Тургенев со своей стороны подхватывает эти слова и отвечает Пушкину:

«Поставь на место католицизма – христианство, и все будет на месте; но в том-то и ошибка его и предтечей его: Мейстера, Бональда, Ламене, Свечиной.

На словах и в записочках я часто бесил сию превосходно мыслящую четверку тем же замечанием; но они не сдаются ни на рассуждения, ни на историю, в коей видят только Рим и церковь, а не мир и религию [выд. нами. – А.Т.]. Чаадаев попал на ту же мысль, или лучше увлечен ими на ту же дорогу, хотя он – выслушивает и другую сторону: т. е. читает и протестантов; но находит в них или подтверждение своему взгляду на историю, или слабые доказательства, кои спешит обессилить, или устраняется от состязания, когда доводы противников слишком сильны»[43].

Иными словами, Пушкин и Тургенев интерпретировали «христианство» в смысле «христианской культуры», как культурный феномен, «религию», а не как Церковь – для Чаадаева речь шла о том, как христианство (в смысле веры и Церкви) оказывается воздействующим на все сферы человеческого существования, так что воздействие веры можно обнаружить в самых далеких от веры делах, но при этом сохраняя принципиальное отличие того, что воздействует, от того, что воздействию подвергается[44]. Церковь действует в истории, но при этом она «больше» истории, не может быть растворена в последней без остатка.

М.А. Дмитриев, один из тех, кому Чаадаев после публикации русского перевода, выполненного Н.Х. Кетчером, послал отдельный оттиск из журнала (I, 581), вспоминал:

«Я читал все эти письма в рукописи: он давал мне их французский подлинник. […] Первое письмо было особенно замечательно: в нем было много горькой правды, сказанной резко, но метко и красноречиво, хотя и не всегда верно»[45].

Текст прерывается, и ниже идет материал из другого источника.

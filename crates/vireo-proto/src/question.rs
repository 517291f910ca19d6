//! The question section.

use crate::class::RecordClass;
use crate::error::{Error, Result};
use crate::name::Name;
use crate::rtype::RecordType;
use bytes::BytesMut;
use std::fmt;

/// A single question entry.
///
/// Type and class are stored as raw `u16` so that unknown values pass
/// through the codec untouched; `record_type()` decodes the ones the
/// resolver acts on.
#[derive(Debug, Clone, PartialEq, Eq, Hash)]
pub struct Question {
    /// Name being queried.
    pub qname: Name,
    /// Query type code.
    pub qtype: u16,
    /// Query class code.
    pub qclass: u16,
}

impl Question {
    /// Creates an IN-class question of the given type.
    pub fn new(qname: Name, qtype: RecordType) -> Self {
        Self {
            qname,
            qtype: qtype.to_u16(),
            qclass: RecordClass::IN.to_u16(),
        }
    }

    /// Creates a question from raw type and class codes.
    pub fn from_raw(qname: Name, qtype: u16, qclass: u16) -> Self {
        Self {
            qname,
            qtype,
            qclass,
        }
    }

    /// Decodes the type if it is one the resolver understands.
    #[inline]
    pub fn record_type(&self) -> Option<RecordType> {
        RecordType::try_from(self.qtype).ok()
    }

    /// Parses a question at `offset`, returning it and the octets
    /// consumed.
    pub fn parse(message: &[u8], offset: usize) -> Result<(Self, usize)> {
        let (qname, name_len) = Name::parse(message, offset)?;
        let fixed = offset + name_len;
        if fixed + 4 > message.len() {
            return Err(Error::UnexpectedEof { offset: fixed + 4 });
        }
        let qtype = u16::from_be_bytes([message[fixed], message[fixed + 1]]);
        let qclass = u16::from_be_bytes([message[fixed + 2], message[fixed + 3]]);
        Ok((
            Self {
                qname,
                qtype,
                qclass,
            },
            name_len + 4,
        ))
    }

    /// Writes the question to `buf`.
    pub fn write_to(&self, buf: &mut BytesMut) {
        self.qname.write_to(buf);
        buf.extend_from_slice(&self.qtype.to_be_bytes());
        buf.extend_from_slice(&self.qclass.to_be_bytes());
    }
}

impl fmt::Display for Question {
    fn fmt(&self, f: &mut fmt::Formatter<'_>) -> fmt::Result {
        match self.record_type() {
            Some(rtype) => write!(f, "{} {}", self.qname, rtype),
            None => write!(f, "{} TYPE{}", self.qname, self.qtype),
        }
    }
}
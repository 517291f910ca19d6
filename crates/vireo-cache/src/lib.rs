//! # Vireo answer cache
//!
//! One cache instance per network. Entries are raw answer bytes keyed
//! by the question; concurrent misses for the same key coalesce onto a
//! single upstream query (single-flight): the first caller becomes the
//! builder, later callers wait until the builder inserts or gives up.
//!
//! Size is bounded per network. Eviction removes expired entries
//! first, then the least recently used live entry.

pub mod key;

pub use key::CacheKey;

use bytes::Bytes;
use parking_lot::Mutex;
use std::collections::HashMap;
use std::sync::atomic::{AtomicU32, Ordering};
use std::sync::Arc;
use std::time::{Duration, Instant};
use tokio::sync::Notify;
use tracing::trace;

/// Cache tunables.
#[derive(Debug, Clone)]
pub struct CacheConfig {
    /// Maximum entries per network.
    pub max_entries: usize,

    /// Ceiling applied to answer TTLs.
    pub max_ttl: Duration,

    /// How long a waiter blocks on a pending entry before giving up
    /// and querying upstream itself.
    pub pending_timeout: Duration,
}

impl Default for CacheConfig {
    fn default() -> Self {
        Self {
            max_entries: 1024,
            max_ttl: Duration::from_secs(600),
            pending_timeout: Duration::from_secs(10),
        }
    }
}

#[derive(Debug)]
struct Entry {
    answer: Bytes,
    expires_at: Instant,
    last_used: Instant,
}

impl Entry {
    fn is_expired(&self, now: Instant) -> bool {
        now >= self.expires_at
    }
}

#[derive(Default, Debug)]
struct Inner {
    entries: HashMap<CacheKey, Entry>,
    pending: HashMap<CacheKey, Arc<Notify>>,
}

/// The answer cache for one network.
#[derive(Debug)]
pub struct ResolvCache {
    config: CacheConfig,
    inner: Arc<Mutex<Inner>>,
    pending_timeouts: AtomicU32,
}

/// Outcome of a cache probe.
pub enum Lookup {
    /// A fresh answer was found.
    Hit(Bytes),
    /// The caller is now responsible for resolving this key.
    /// Dropping or completing the guard wakes any waiters.
    Build(BuildGuard),
}

impl ResolvCache {
    /// Creates an empty cache.
    pub fn new(config: CacheConfig) -> Self {
        Self {
            config,
            inner: Arc::new(Mutex::new(Inner::default())),
            pending_timeouts: AtomicU32::new(0),
        }
    }

    /// Probes the cache, waiting on an in-flight builder if one
    /// exists for this key.
    pub async fn lookup(&self, key: &CacheKey) -> Lookup {
        loop {
            let notify = {
                let mut inner = self.inner.lock();
                let now = Instant::now();
                if let Some(entry) = inner.entries.get_mut(key) {
                    if entry.is_expired(now) {
                        inner.entries.remove(key);
                    } else {
                        entry.last_used = now;
                        trace!(%key, "cache hit");
                        return Lookup::Hit(entry.answer.clone());
                    }
                }
                match inner.pending.get(key) {
                    Some(notify) => notify.clone(),
                    None => {
                        inner.pending.insert(key.clone(), Arc::new(Notify::new()));
                        return Lookup::Build(BuildGuard {
                            cache: self.inner.clone(),
                            config: self.config.clone(),
                            key: key.clone(),
                            attached: true,
                        });
                    }
                }
            };

            // Register interest before re-checking, so an insert that
            // lands between the check and the await is not missed.
            let notified = notify.notified();
            tokio::pin!(notified);
            notified.as_mut().enable();

            if self.fresh_entry(key).is_some() || !self.is_pending(key) {
                continue;
            }

            if tokio::time::timeout(self.config.pending_timeout, notified)
                .await
                .is_err()
            {
                // The builder is stuck. Proceed upstream without
                // registering; the original pending entry stays until
                // its builder resolves.
                self.pending_timeouts.fetch_add(1, Ordering::Relaxed);
                trace!(%key, "gave up waiting on pending entry");
                return Lookup::Build(BuildGuard {
                    cache: self.inner.clone(),
                    config: self.config.clone(),
                    key: key.clone(),
                    attached: false,
                });
            }
        }
    }

    /// Probes without coalescing: always returns a detached builder.
    /// Used for `NO_CACHE_LOOKUP` queries.
    pub fn bypass(&self, key: &CacheKey) -> BuildGuard {
        BuildGuard {
            cache: self.inner.clone(),
            config: self.config.clone(),
            key: key.clone(),
            attached: false,
        }
    }

    fn fresh_entry(&self, key: &CacheKey) -> Option<Bytes> {
        let inner = self.inner.lock();
        let entry = inner.entries.get(key)?;
        if entry.is_expired(Instant::now()) {
            None
        } else {
            Some(entry.answer.clone())
        }
    }

    fn is_pending(&self, key: &CacheKey) -> bool {
        self.inner.lock().pending.contains_key(key)
    }

    /// Number of waiters that gave up on a pending entry.
    pub fn pending_timeout_count(&self) -> u32 {
        self.pending_timeouts.load(Ordering::Relaxed)
    }

    /// Number of live entries (expired entries may still be counted
    /// until the next insert or lookup touches them).
    pub fn len(&self) -> usize {
        self.inner.lock().entries.len()
    }

    /// Returns true if the cache holds no entries.
    pub fn is_empty(&self) -> bool {
        self.len() == 0
    }

    /// Drops all entries and wakes all waiters.
    pub fn flush(&self) {
        let mut inner = self.inner.lock();
        inner.entries.clear();
        for notify in inner.pending.values() {
            notify.notify_waiters();
        }
        inner.pending.clear();
    }
}

/// Permission to resolve one cache key upstream.
///
/// Attached guards (from a miss) own the pending slot: completing or
/// dropping them wakes waiters. Detached guards (bypass or pending
/// timeout) can still store, but do not touch the pending slot.
pub struct BuildGuard {
    cache: Arc<Mutex<Inner>>,
    config: CacheConfig,
    key: CacheKey,
    attached: bool,
}

impl BuildGuard {
    /// Stores the answer with the given TTL (capped at the configured
    /// ceiling) and, for attached guards, wakes waiters.
    pub fn insert(mut self, answer: Bytes, ttl: Duration) {
        let mut inner = self.cache.lock();
        let now = Instant::now();
        let ttl = ttl.min(self.config.max_ttl);

        if !ttl.is_zero() {
            if inner.entries.len() >= self.config.max_entries
                && !inner.entries.contains_key(&self.key)
            {
                evict_one(&mut inner, now);
            }
            inner.entries.insert(
                self.key.clone(),
                Entry {
                    answer,
                    expires_at: now + ttl,
                    last_used: now,
                },
            );
        }

        if self.attached {
            self.attached = false;
            if let Some(notify) = inner.pending.remove(&self.key) {
                notify.notify_waiters();
            }
        }
    }

    /// Abandons the build without storing (used for `NO_CACHE_STORE`
    /// and failed resolutions); waiters are woken and will re-probe.
    pub fn abandon(self) {
        // Drop impl does the work.
    }
}

fn evict_one(inner: &mut Inner, now: Instant) {
    // Expired entries go first; otherwise the least recently used.
    let victim = inner
        .entries
        .iter()
        .min_by_key(|(_, e)| (!e.is_expired(now), e.last_used))
        .map(|(k, _)| k.clone());
    if let Some(key) = victim {
        trace!(key = %key, "evicting cache entry");
        inner.entries.remove(&key);
    }
}

impl Drop for BuildGuard {
    fn drop(&mut self) {
        if self.attached {
            let mut inner = self.cache.lock();
            if let Some(notify) = inner.pending.remove(&self.key) {
                notify.notify_waiters();
            }
        }
    }
}
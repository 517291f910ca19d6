//! Resource records and rdata.

use crate::error::{Error, Result};
use crate::name::Name;
use crate::rtype::RecordType;
use bytes::{Bytes, BytesMut};
use std::net::{Ipv4Addr, Ipv6Addr};

/// Decoded rdata for the record types the resolver acts on; anything
/// else is carried as opaque bytes.
#[derive(Debug, Clone, PartialEq, Eq)]
pub enum RData {
    /// IPv4 address.
    A(Ipv4Addr),
    /// IPv6 address.
    Aaaa(Ipv6Addr),
    /// Alias target.
    Cname(Name),
    /// Reverse-lookup target.
    Ptr(Name),
    /// Start of authority (used for negative-answer TTLs).
    Soa(Soa),
    /// Unparsed rdata, preserved verbatim.
    Other(Bytes),
}

/// SOA rdata. Only `minimum` matters to the cache, but the full record
/// has to be decoded to reach it.
#[derive(Debug, Clone, PartialEq, Eq)]
pub struct Soa {
    /// Primary name server.
    pub mname: Name,
    /// Responsible mailbox.
    pub rname: Name,
    /// Zone serial.
    pub serial: u32,
    /// Refresh interval.
    pub refresh: u32,
    /// Retry interval.
    pub retry: u32,
    /// Expire limit.
    pub expire: u32,
    /// Minimum TTL / negative-caching TTL (RFC 2308).
    pub minimum: u32,
}

/// A resource record from any message section.
#[derive(Debug, Clone, PartialEq, Eq)]
pub struct ResourceRecord {
    /// Owner name.
    pub name: Name,
    /// Raw type code.
    pub rtype: u16,
    /// Raw class code.
    pub rclass: u16,
    /// Time to live in seconds.
    pub ttl: u32,
    /// Record data.
    pub rdata: RData,
}

impl ResourceRecord {
    /// Creates an A record.
    pub fn a(name: Name, ttl: u32, addr: Ipv4Addr) -> Self {
        Self {
            name,
            rtype: RecordType::A.to_u16(),
            rclass: 1,
            ttl,
            rdata: RData::A(addr),
        }
    }

    /// Creates an AAAA record.
    pub fn aaaa(name: Name, ttl: u32, addr: Ipv6Addr) -> Self {
        Self {
            name,
            rtype: RecordType::AAAA.to_u16(),
            rclass: 1,
            ttl,
            rdata: RData::Aaaa(addr),
        }
    }

    /// Creates a CNAME record.
    pub fn cname(name: Name, ttl: u32, target: Name) -> Self {
        Self {
            name,
            rtype: RecordType::CNAME.to_u16(),
            rclass: 1,
            ttl,
            rdata: RData::Cname(target),
        }
    }

    /// Creates a PTR record.
    pub fn ptr(name: Name, ttl: u32, target: Name) -> Self {
        Self {
            name,
            rtype: RecordType::PTR.to_u16(),
            rclass: 1,
            ttl,
            rdata: RData::Ptr(target),
        }
    }

    /// Creates an SOA record.
    pub fn soa(name: Name, ttl: u32, soa: Soa) -> Self {
        Self {
            name,
            rtype: RecordType::SOA.to_u16(),
            rclass: 1,
            ttl,
            rdata: RData::Soa(soa),
        }
    }

    /// Creates the EDNS0 OPT pseudo-record.
    pub fn opt(payload_size: u16) -> Self {
        Self {
            name: Name::root(),
            rtype: RecordType::OPT.to_u16(),
            // For OPT the class field carries the UDP payload size.
            rclass: payload_size,
            ttl: 0,
            rdata: RData::Other(Bytes::new()),
        }
    }

    /// Decodes the type if known.
    #[inline]
    pub fn record_type(&self) -> Option<RecordType> {
        RecordType::try_from(self.rtype).ok()
    }

    /// Parses a record at `offset`, returning it and octets consumed.
    pub fn parse(message: &[u8], offset: usize) -> Result<(Self, usize)> {
        let (name, name_len) = Name::parse(message, offset)?;
        let fixed = offset + name_len;
        if fixed + 10 > message.len() {
            return Err(Error::UnexpectedEof { offset: fixed + 10 });
        }
        let rtype = u16::from_be_bytes([message[fixed], message[fixed + 1]]);
        let rclass = u16::from_be_bytes([message[fixed + 2], message[fixed + 3]]);
        let ttl = u32::from_be_bytes([
            message[fixed + 4],
            message[fixed + 5],
            message[fixed + 6],
            message[fixed + 7],
        ]);
        let rdlength = usize::from(u16::from_be_bytes([message[fixed + 8], message[fixed + 9]]));
        let rdata_start = fixed + 10;
        let rdata_end = rdata_start + rdlength;
        if rdata_end > message.len() {
            return Err(Error::UnexpectedEof { offset: rdata_end });
        }

        let rdata = Self::parse_rdata(message, rtype, rdata_start, rdlength)?;
        Ok((
            Self {
                name,
                rtype,
                rclass,
                ttl,
                rdata,
            },
            name_len + 10 + rdlength,
        ))
    }

    fn parse_rdata(message: &[u8], rtype: u16, start: usize, len: usize) -> Result<RData> {
        let slice = &message[start..start + len];
        match RecordType::try_from(rtype) {
            Ok(RecordType::A) if len == 4 => {
                let octets: [u8; 4] = slice.try_into().expect("length checked");
                Ok(RData::A(Ipv4Addr::from(octets)))
            }
            Ok(RecordType::AAAA) if len == 16 => {
                let octets: [u8; 16] = slice.try_into().expect("length checked");
                Ok(RData::Aaaa(Ipv6Addr::from(octets)))
            }
            // Name-bearing rdata may use compression into the message.
            Ok(RecordType::CNAME) => {
                let (target, _) = Name::parse(message, start)?;
                Ok(RData::Cname(target))
            }
            Ok(RecordType::PTR) => {
                let (target, _) = Name::parse(message, start)?;
                Ok(RData::Ptr(target))
            }
            Ok(RecordType::SOA) => {
                let (mname, mname_len) = Name::parse(message, start)?;
                let (rname, rname_len) = Name::parse(message, start + mname_len)?;
                let fields = start + mname_len + rname_len;
                if fields + 20 > message.len() {
                    return Err(Error::UnexpectedEof {
                        offset: fields + 20,
                    });
                }
                let long = |i: usize| {
                    u32::from_be_bytes([
                        message[i],
                        message[i + 1],
                        message[i + 2],
                        message[i + 3],
                    ])
                };
                Ok(RData::Soa(Soa {
                    mname,
                    rname,
                    serial: long(fields),
                    refresh: long(fields + 4),
                    retry: long(fields + 8),
                    expire: long(fields + 12),
                    minimum: long(fields + 16),
                }))
            }
            _ => Ok(RData::Other(Bytes::copy_from_slice(slice))),
        }
    }

    /// Writes the record to `buf` (names uncompressed).
    pub fn write_to(&self, buf: &mut BytesMut) {
        self.name.write_to(buf);
        buf.extend_from_slice(&self.rtype.to_be_bytes());
        buf.extend_from_slice(&self.rclass.to_be_bytes());
        buf.extend_from_slice(&self.ttl.to_be_bytes());

        let mut rdata = BytesMut::new();
        match &self.rdata {
            RData::A(addr) => rdata.extend_from_slice(&addr.octets()),
            RData::Aaaa(addr) => rdata.extend_from_slice(&addr.octets()),
            RData::Cname(target) | RData::Ptr(target) => target.write_to(&mut rdata),
            RData::Soa(soa) => {
                soa.mname.write_to(&mut rdata);
                soa.rname.write_to(&mut rdata);
                rdata.extend_from_slice(&soa.serial.to_be_bytes());
                rdata.extend_from_slice(&soa.refresh.to_be_bytes());
                rdata.extend_from_slice(&soa.retry.to_be_bytes());
                rdata.extend_from_slice(&soa.expire.to_be_bytes());
                rdata.extend_from_slice(&soa.minimum.to_be_bytes());
            }
            RData::Other(bytes) => rdata.extend_from_slice(bytes),
        }
        buf.extend_from_slice(&(rdata.len() as u16).to_be_bytes());
        buf.extend_from_slice(&rdata);
    }
}

#[cfg(test)]
mod tests {
    use super::*;
    use std::str::FromStr;

    #[test]
    fn a_record_roundtrip() {
        let rr = ResourceRecord::a(
            Name::from_str("example.com").unwrap(),
            300,
            Ipv4Addr::new(1, 2, 3, 4),
        );
        let mut buf = BytesMut::new();
        rr.write_to(&mut buf);

        let (parsed, consumed) = ResourceRecord::parse(&buf, 0).unwrap();
        assert_eq!(consumed, buf.len());
        assert_eq!(parsed, rr);
    }

    #[test]
    fn ptr_record_roundtrip() {
        let rr = ResourceRecord::ptr(
            Name::from_str("4.3.2.1.in-addr.arpa").unwrap(),
            60,
            Name::from_str("host.example.com").unwrap(),
        );
        let mut buf = BytesMut::new();
        rr.write_to(&mut buf);

        let (parsed, _) = ResourceRecord::parse(&buf, 0).unwrap();
        assert_eq!(parsed.rdata, rr.rdata);
    }

    #[test]
    fn soa_minimum_decoded() {
        let soa = Soa {
            mname: Name::from_str("ns.example.com").unwrap(),
            rname: Name::from_str("admin.example.com").unwrap(),
            serial: 2024010101,
            refresh: 7200,
            retry: 3600,
            expire: 1209600,
            minimum: 300,
        };
        let rr = ResourceRecord::soa(Name::from_str("example.com").unwrap(), 3600, soa.clone());
        let mut buf = BytesMut::new();
        rr.write_to(&mut buf);

        let (parsed, _) = ResourceRecord::parse(&buf, 0).unwrap();
        assert_eq!(parsed.rdata, RData::Soa(soa));
    }

    #[test]
    fn unknown_rdata_preserved() {
        let rr = ResourceRecord {
            name: Name::from_str("example.com").unwrap(),
            rtype: 16, // TXT, not decoded
            rclass: 1,
            ttl: 60,
            rdata: RData::Other(Bytes::from_static(b"\x05hello")),
        };
        let mut buf = BytesMut::new();
        rr.write_to(&mut buf);

        let (parsed, _) = ResourceRecord::parse(&buf, 0).unwrap();
        assert_eq!(parsed.rdata, rr.rdata);
    }
}
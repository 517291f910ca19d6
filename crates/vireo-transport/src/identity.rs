//! Server identity and configuration.

use std::fmt;
use std::net::{IpAddr, SocketAddr};
use std::time::Duration;
use vireo_proto::DOT_PORT;

/// Protocol tag for DNS-over-TLS servers.
pub const PROTOCOL_DOT: u8 = 1;

/// Configuration for one encrypted upstream.
#[derive(Debug, Clone, PartialEq, Eq)]
pub struct DotServerConfig {
    /// Server socket address (port 853 unless overridden).
    pub addr: SocketAddr,

    /// Provider hostname. `Some` selects strict certificate
    /// verification against this name; `None` is opportunistic (no
    /// verification at all).
    pub hostname: Option<String>,

    /// PEM bundle of additional trust anchors. Used by the platform to
    /// pin a private CA; tests use it for their generated roots.
    pub ca_pem: Option<String>,

    /// Deadline for TCP connect plus TLS handshake.
    pub connect_timeout: Duration,
}

impl DotServerConfig {
    /// Creates a config for an opportunistic server at the default
    /// DoT port.
    pub fn opportunistic(ip: IpAddr) -> Self {
        Self {
            addr: SocketAddr::new(ip, DOT_PORT),
            hostname: None,
            ca_pem: None,
            connect_timeout: Duration::from_secs(5),
        }
    }

    /// Creates a config requiring the certificate to match `hostname`.
    pub fn strict(ip: IpAddr, hostname: impl Into<String>) -> Self {
        Self {
            hostname: Some(hostname.into()),
            ..Self::opportunistic(ip)
        }
    }

    /// Overrides the port (tests run frontends on ephemeral ports).
    pub fn with_port(mut self, port: u16) -> Self {
        self.addr.set_port(port);
        self
    }

    /// Attaches a private CA bundle in PEM form.
    pub fn with_ca_pem(mut self, pem: impl Into<String>) -> Self {
        self.ca_pem = Some(pem.into());
        self
    }

    /// The identity this configuration names.
    pub fn identity(&self) -> ServerIdentity {
        ServerIdentity {
            addr: self.addr.ip(),
            hostname: self.hostname.clone().unwrap_or_default(),
            protocol: PROTOCOL_DOT,
        }
    }
}

/// What makes two configured servers "the same server".
///
/// The triple (address, provider hostname, protocol). The port is
/// deliberately not part of the identity: a server reached on a
/// different port is still the same server for validation-state
/// bookkeeping. Hostnames compare byte-exact.
#[derive(Debug, Clone, PartialEq, Eq, Hash)]
pub struct ServerIdentity {
    /// Server IP address.
    pub addr: IpAddr,
    /// Provider hostname ("" when none was configured).
    pub hostname: String,
    /// Transport protocol tag.
    pub protocol: u8,
}

impl fmt::Display for ServerIdentity {
    fn fmt(&self, f: &mut fmt::Formatter<'_>) -> fmt::Result {
        if self.hostname.is_empty() {
            write!(f, "{}", self.addr)
        } else {
            write!(f, "{} ({})", self.addr, self.hostname)
        }
    }
}

#[cfg(test)]
mod tests {
    use super::*;

    fn server(ip: &str, port: u16, hostname: &str) -> DotServerConfig {
        let mut config = DotServerConfig::opportunistic(ip.parse().unwrap()).with_port(port);
        if !hostname.is_empty() {
            config.hostname = Some(hostname.to_string());
        }
        config
    }

    #[test]
    fn port_is_not_identity() {
        let a = server("127.0.0.1", 853, "dns.example.com");
        let b = server("127.0.0.1", 5353, "dns.example.com");
        assert_eq!(a.identity(), b.identity());
    }

    #[test]
    fn address_is_identity() {
        let a = server("127.0.0.1", 853, "dns.example.com");
        let b = server("127.0.0.2", 853, "dns.example.com");
        assert_ne!(a.identity(), b.identity());
    }

    #[test]
    fn hostname_is_identity() {
        let a = server("127.0.0.1", 853, "dns.example.com");
        let b = server("127.0.0.1", 853, "other.example.com");
        let c = server("127.0.0.1", 853, "");
        assert_ne!(a.identity(), b.identity());
        assert_ne!(a.identity(), c.identity());
    }

    #[test]
    fn protocol_is_identity() {
        let a = server("127.0.0.1", 853, "dns.example.com");
        let mut id = a.identity();
        id.protocol += 1;
        assert_ne!(a.identity(), id);
    }
}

Эффект, произведенный письмом после его опубликования в № 15 «Телескопа» за 1836 г., – следствие, с одной стороны, выхода за рамки своего круга, а с другой – разницы «рукописного» и «опубликованного». Тот же Вяземский, находивший в рукописи множество «истинно прекрасного и прекрасно истинного», спустя пять лет использовал скандал, вызванный публикацией письма, для того чтобы попытаться атаковать образовательную политику Министерства народного просвещения и лично С.С. Уварова, обвинив того в поддержке скептических взглядов, под которыми понимал содержание трудов не только М.Т. Каченовского, но и Н.Г. Устрялова, поскольку последний осмелился критически отнестись к Н.М. Карамзину, которому Вяземский приходился шурином:

«Исторический скептицизм, терпимый и даже поощряемый министерством просвещения, неминуемо довел до появления в печати известного письма Чаадаева, помещенного в Телескопе. Напрасно искать в сем явлении тайных пружин, движимых злоумышленными руками. Оно просто естественный и созревший результат направления, которое дано исторической нашей критике. Допущенное безверие к писанному довело до безверия к действительному. Подлежащие вам места как будто именем правительства говорили учащемуся поколению: не учитесь Карамзину! Не верьте ему! Не другими ли словами говорили они: не учитесь Русской Истории! Не верьте ей! Ибо нельзя же учиться по белой бумаге и по пустому месту. Письмо Чаадаева не что иное, в сущности своей, как отрицание той России, которую с подлинника списал Карамзин [выд. нами. – А.Т.]. Тут никакого умысла и помысла политического не было. Было одно желание блеснуть новостию воззрений, парадоксами и попытать силы свои в упражнениях по части искажения Русской Истории. […] Перечтите со вниманием и без предубеждения все, что писано было у нас против Истории Государства Российского и самого Карамзина, сообразите направление, мнение и дух нового исторического учения, противопоставленного учению Карамзина, и из соображений ваших неминуемым итогом выйдет известное письмо, которое так дорого обошлось бедному Чаадаеву»[46].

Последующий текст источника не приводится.